══ RECORDS FOR THIS EXERCISE

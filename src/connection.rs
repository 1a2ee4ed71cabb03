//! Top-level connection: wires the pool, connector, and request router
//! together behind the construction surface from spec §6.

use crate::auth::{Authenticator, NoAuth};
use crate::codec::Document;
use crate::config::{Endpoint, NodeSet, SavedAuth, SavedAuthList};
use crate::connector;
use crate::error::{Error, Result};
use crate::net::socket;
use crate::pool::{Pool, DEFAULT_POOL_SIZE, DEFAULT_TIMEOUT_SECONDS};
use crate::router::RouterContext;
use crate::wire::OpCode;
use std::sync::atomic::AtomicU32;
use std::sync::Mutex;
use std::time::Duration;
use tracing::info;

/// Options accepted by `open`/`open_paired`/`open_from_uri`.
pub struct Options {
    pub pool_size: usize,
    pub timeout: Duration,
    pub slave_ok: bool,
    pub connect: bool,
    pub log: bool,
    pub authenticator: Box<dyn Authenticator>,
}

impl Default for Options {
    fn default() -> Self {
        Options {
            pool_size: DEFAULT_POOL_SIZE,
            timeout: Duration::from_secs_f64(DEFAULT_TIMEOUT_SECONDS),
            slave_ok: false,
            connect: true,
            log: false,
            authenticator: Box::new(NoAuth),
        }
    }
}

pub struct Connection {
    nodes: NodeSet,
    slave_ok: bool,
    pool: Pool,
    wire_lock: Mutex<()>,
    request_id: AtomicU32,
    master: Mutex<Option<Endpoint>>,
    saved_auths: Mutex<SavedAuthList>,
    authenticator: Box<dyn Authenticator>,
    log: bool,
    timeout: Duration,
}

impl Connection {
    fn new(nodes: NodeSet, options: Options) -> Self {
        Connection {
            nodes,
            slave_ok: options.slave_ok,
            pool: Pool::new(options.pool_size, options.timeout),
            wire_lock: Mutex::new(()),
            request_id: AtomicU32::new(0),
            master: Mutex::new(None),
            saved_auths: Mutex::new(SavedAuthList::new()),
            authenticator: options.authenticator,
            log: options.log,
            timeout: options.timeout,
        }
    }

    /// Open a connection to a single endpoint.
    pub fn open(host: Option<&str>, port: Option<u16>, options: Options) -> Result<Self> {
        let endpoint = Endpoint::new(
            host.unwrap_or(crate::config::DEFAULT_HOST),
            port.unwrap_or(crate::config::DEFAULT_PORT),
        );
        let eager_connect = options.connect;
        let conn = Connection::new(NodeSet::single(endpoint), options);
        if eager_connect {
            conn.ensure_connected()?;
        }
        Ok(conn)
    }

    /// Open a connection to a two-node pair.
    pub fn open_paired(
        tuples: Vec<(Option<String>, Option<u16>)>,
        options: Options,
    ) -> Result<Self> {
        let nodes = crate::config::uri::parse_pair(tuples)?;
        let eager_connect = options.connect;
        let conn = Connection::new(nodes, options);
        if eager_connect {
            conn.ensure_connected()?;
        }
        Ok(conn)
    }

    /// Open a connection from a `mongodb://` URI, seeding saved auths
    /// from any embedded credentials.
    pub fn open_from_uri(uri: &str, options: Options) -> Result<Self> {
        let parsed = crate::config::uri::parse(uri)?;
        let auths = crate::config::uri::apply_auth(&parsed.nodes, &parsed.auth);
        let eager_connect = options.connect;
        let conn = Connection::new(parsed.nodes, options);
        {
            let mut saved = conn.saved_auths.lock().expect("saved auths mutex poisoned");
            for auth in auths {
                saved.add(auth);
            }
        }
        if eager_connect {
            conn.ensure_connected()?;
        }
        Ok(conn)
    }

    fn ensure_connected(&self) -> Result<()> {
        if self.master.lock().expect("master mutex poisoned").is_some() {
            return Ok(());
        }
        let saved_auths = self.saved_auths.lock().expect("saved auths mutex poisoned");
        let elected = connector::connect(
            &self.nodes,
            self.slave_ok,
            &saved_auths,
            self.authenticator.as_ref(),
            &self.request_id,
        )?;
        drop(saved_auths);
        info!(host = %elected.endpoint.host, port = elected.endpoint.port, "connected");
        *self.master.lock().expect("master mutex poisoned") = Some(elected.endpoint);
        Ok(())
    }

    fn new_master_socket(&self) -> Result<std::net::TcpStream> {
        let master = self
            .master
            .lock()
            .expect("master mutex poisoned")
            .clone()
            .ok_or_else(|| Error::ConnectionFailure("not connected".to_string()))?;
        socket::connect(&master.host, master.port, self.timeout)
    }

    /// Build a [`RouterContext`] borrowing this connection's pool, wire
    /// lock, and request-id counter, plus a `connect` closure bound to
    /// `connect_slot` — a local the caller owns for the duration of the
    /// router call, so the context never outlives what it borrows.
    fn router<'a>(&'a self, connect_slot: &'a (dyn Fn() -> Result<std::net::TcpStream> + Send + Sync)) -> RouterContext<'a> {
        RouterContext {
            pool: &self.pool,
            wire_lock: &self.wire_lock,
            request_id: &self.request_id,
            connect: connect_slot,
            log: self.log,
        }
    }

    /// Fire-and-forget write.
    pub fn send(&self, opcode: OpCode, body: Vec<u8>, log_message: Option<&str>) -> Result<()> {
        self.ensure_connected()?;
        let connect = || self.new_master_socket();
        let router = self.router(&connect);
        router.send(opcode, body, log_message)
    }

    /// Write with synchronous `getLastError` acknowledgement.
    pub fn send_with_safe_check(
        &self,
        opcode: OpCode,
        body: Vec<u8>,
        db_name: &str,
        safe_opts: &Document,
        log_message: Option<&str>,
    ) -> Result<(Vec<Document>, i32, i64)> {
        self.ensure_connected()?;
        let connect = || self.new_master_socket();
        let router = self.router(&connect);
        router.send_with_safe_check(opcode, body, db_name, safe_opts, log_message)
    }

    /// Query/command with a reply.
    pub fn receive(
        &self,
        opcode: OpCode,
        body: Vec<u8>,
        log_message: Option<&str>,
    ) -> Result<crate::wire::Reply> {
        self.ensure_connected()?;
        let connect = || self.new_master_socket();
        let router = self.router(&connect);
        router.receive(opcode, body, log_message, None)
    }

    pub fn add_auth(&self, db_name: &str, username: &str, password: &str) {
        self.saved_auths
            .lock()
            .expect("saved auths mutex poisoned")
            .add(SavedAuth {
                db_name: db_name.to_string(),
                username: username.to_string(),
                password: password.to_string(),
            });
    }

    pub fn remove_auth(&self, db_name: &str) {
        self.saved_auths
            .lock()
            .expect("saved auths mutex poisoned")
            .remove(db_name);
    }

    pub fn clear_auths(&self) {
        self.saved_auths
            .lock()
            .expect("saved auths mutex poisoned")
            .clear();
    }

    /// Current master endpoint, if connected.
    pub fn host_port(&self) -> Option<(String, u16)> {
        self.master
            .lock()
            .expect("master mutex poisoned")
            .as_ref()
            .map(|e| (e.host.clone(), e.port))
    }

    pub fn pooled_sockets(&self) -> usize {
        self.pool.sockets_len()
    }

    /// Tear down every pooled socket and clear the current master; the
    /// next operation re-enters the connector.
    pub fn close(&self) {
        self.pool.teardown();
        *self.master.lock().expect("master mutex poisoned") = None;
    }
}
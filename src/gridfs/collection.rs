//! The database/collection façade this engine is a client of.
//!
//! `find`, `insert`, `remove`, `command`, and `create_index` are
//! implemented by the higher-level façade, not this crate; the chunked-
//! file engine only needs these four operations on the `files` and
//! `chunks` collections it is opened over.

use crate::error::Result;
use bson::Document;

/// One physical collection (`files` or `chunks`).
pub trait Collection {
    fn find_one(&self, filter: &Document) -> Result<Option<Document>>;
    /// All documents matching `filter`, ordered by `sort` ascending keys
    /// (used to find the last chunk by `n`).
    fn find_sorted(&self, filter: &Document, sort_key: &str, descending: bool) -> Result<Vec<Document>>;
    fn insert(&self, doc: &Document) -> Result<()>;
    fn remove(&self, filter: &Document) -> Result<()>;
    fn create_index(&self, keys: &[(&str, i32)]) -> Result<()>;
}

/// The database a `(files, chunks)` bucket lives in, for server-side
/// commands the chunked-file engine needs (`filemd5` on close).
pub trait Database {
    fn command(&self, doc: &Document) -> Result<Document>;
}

════

» **WHAT YOU NEED TO DO**: In the entries above, find each line that includes the string "NoAuth" and copy it.

» **TASK RESPONSE**:
use crate::auth::{Authenticator, NoAuth};
            authenticator: Box::new(NoAuth),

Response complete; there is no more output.